“Heavens!” cried Mrs. Willmington, “and was it not then a spirit?” she asked.
“He looked more like a paniole than a pirit, ma’am,” said the individual who gave the information, who was the chief servant in the house, and whose especial destiny it had been to be gagged and otherwise dealt with in his pantry, wherein he was at the moment busy about some particulars connected with his avocation.
“Run up stairs. Go you, Edward, to—to—Mr. ——, the magistrate; alarm the town; tell the soldiers at the fort,” exclaimed Mrs. Willmington, while she herself rushed up-stairs with a servant.
Young Willmington was found duly gagged and tied in the favourite style of the pirates. He was immediately released, and he got up from the bed on which the kind consideration of the unwelcome visitors had laid him. He exhibited less pleasure at his freedom than one would have expected to see.
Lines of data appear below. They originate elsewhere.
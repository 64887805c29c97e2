//! Background fetching of puzzle and solution boards.
//!
//! The puzzle service is reached from a worker thread so the UI loop never
//! blocks; results come back over a channel polled once per frame. The
//! puzzle board is delivered as soon as it arrives and the solution follows
//! in a second event, so the rest of the app has to keep working in the gap
//! between the two.

use std::{sync::mpsc, thread};

use log::{debug, warn};
use ninefold_client::PuzzleClient;
use ninefold_core::DigitGrid;

/// An event produced by a background fetch.
#[derive(Debug)]
pub enum FetchEvent {
    /// The fresh puzzle board arrived; play can begin.
    PuzzleReady(DigitGrid),
    /// The solution for the current puzzle arrived.
    SolutionReady(DigitGrid),
    /// The fetch failed; the message is user-presentable.
    Failed(String),
}

struct Envelope {
    generation: u64,
    event: FetchEvent,
}

/// Fetches boards on a worker thread and hands back [`FetchEvent`]s on poll.
///
/// Each [`BoardSource::refresh`] supersedes any fetch still in flight;
/// events from superseded fetches are dropped so a stale board can never
/// overwrite a newer one.
pub struct BoardSource {
    base_url: String,
    tx: mpsc::Sender<Envelope>,
    rx: mpsc::Receiver<Envelope>,
    generation: u64,
}

impl BoardSource {
    /// Creates a source for the puzzle service rooted at `base_url`.
    #[must_use]
    pub fn new(base_url: String) -> Self {
        let (tx, rx) = mpsc::channel();
        Self {
            base_url,
            tx,
            rx,
            generation: 0,
        }
    }

    /// Starts fetching a fresh puzzle and its solution.
    pub fn refresh(&mut self) {
        self.generation += 1;
        let generation = self.generation;
        let tx = self.tx.clone();
        let base_url = self.base_url.clone();
        thread::spawn(move || {
            let client = PuzzleClient::new(base_url);
            run_fetch(&client, generation, &tx);
        });
    }

    /// Drains events from the most recent refresh.
    pub fn poll(&mut self) -> Vec<FetchEvent> {
        let mut events = Vec::new();
        while let Ok(envelope) = self.rx.try_recv() {
            if envelope.generation == self.generation {
                events.push(envelope.event);
            } else {
                debug!(
                    "dropping event from superseded fetch #{}",
                    envelope.generation
                );
            }
        }
        events
    }
}

fn run_fetch(client: &PuzzleClient, generation: u64, tx: &mpsc::Sender<Envelope>) {
    let send = |event| {
        // The receiver is gone when the app is shutting down; nothing to do.
        let _ = tx.send(Envelope { generation, event });
    };

    let puzzle = match client.fetch_random() {
        Ok(puzzle) => puzzle,
        Err(err) => {
            warn!("failed to fetch a fresh board: {err}");
            send(FetchEvent::Failed(format!(
                "Could not fetch a new board: {err}"
            )));
            return;
        }
    };
    send(FetchEvent::PuzzleReady(puzzle.clone()));

    match client.fetch_solution(&puzzle) {
        Ok(solution) => send(FetchEvent::SolutionReady(solution)),
        Err(err) => {
            warn!("failed to fetch the solved board: {err}");
            send(FetchEvent::Failed(format!(
                "Could not fetch the solution: {err}"
            )));
        }
    }
}
//! Board state controller for ninefold.
//!
//! [`BoardController`] owns the mutable state of one puzzle: the working
//! board, the current selection, and the error counter. It validates every
//! placement against the solution board before mutating anything, so the
//! working board can never disagree with the solution.

mod controller;

pub use controller::{BoardController, PlaceOutcome};
//! Collectible Ledger
//!
//! Self-contained ledger combining a fungible-token balance sheet, a capped
//! trait-tagged collectible registry, and a sales/treasury accounting layer.
//!
//! # Architecture
//!
//! - **BalanceLedger**: account balances with conservation invariants
//! - **CollectibleRegistry**: capped, sequential-id registry with a per-owner
//!   reverse index and an append-only global mint order
//! - **TraitGenerator**: deterministic seed-derived trait assignment
//! - **SalesAccounting**: basis-point fee splitting and price quotes
//! - **LedgerEngine**: public operation surface with pause, authorization,
//!   and reentrancy guards
//!
//! # Invariants
//!
//! - Conservation: sum of balances == total supply after every operation
//! - No double mint: ids are sequential from 1 and never reused
//! - Cap enforcement: no mint succeeds past the collectible supply cap
//! - Fee exactness: fee + treasury == payment for every split
//! - Atomicity: every operation commits entirely or has no effect
//!
//! The engine runs inside a single globally-serialized host environment;
//! persistence across restarts and the outer transport are the host's
//! responsibility.

#![forbid(unsafe_code)]
#![warn(
    missing_docs,
    rust_2018_idioms,
    missing_debug_implementations,
    clippy::all
)]

pub mod accounting;
pub mod balances;
pub mod config;
pub mod engine;
pub mod error;
pub mod metrics;
pub mod registry;
pub mod traits_gen;
pub mod types;

// Re-exports
pub use accounting::FeeSplit;
pub use balances::BalanceLedger;
pub use config::EngineConfig;
pub use engine::{
    CountingSequence, LedgerEngine, RecordingTransfers, SequenceSource, ValueTransfer,
};
pub use error::{Error, Result};
pub use metrics::Metrics;
pub use registry::CollectibleRegistry;
pub use traits_gen::{EntropySource, StaticEntropy};
pub use types::{
    AccountId, Amount, Collectible, ConfigSnapshot, EventKind, EventRecord, HolderSummary,
    PurchaseQuote, BPS_DENOMINATOR, HOLD_THRESHOLD, MAX_FEE_BPS, MAX_SUPPLY, MINT_BATCH_CAP,
    ONE_TOKEN, TRAIT_COUNT,
};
“What is the matter with you, James?” said Mrs. Willmington, not a little surprised at the strange calmness of her son. “Do you know that your father has been carried away from his house?”
“Yes, mother, I know it.”
“Then why not make more haste, James, and go to see about it?” rejoined Mrs. Willmington.
No answer.
“I shall go,” said young Willmington, after a pause, “but my mind misgives me about this whole affair. My father ought not to have concealed the truth from us. The man who came into the house, last night, is my brother.”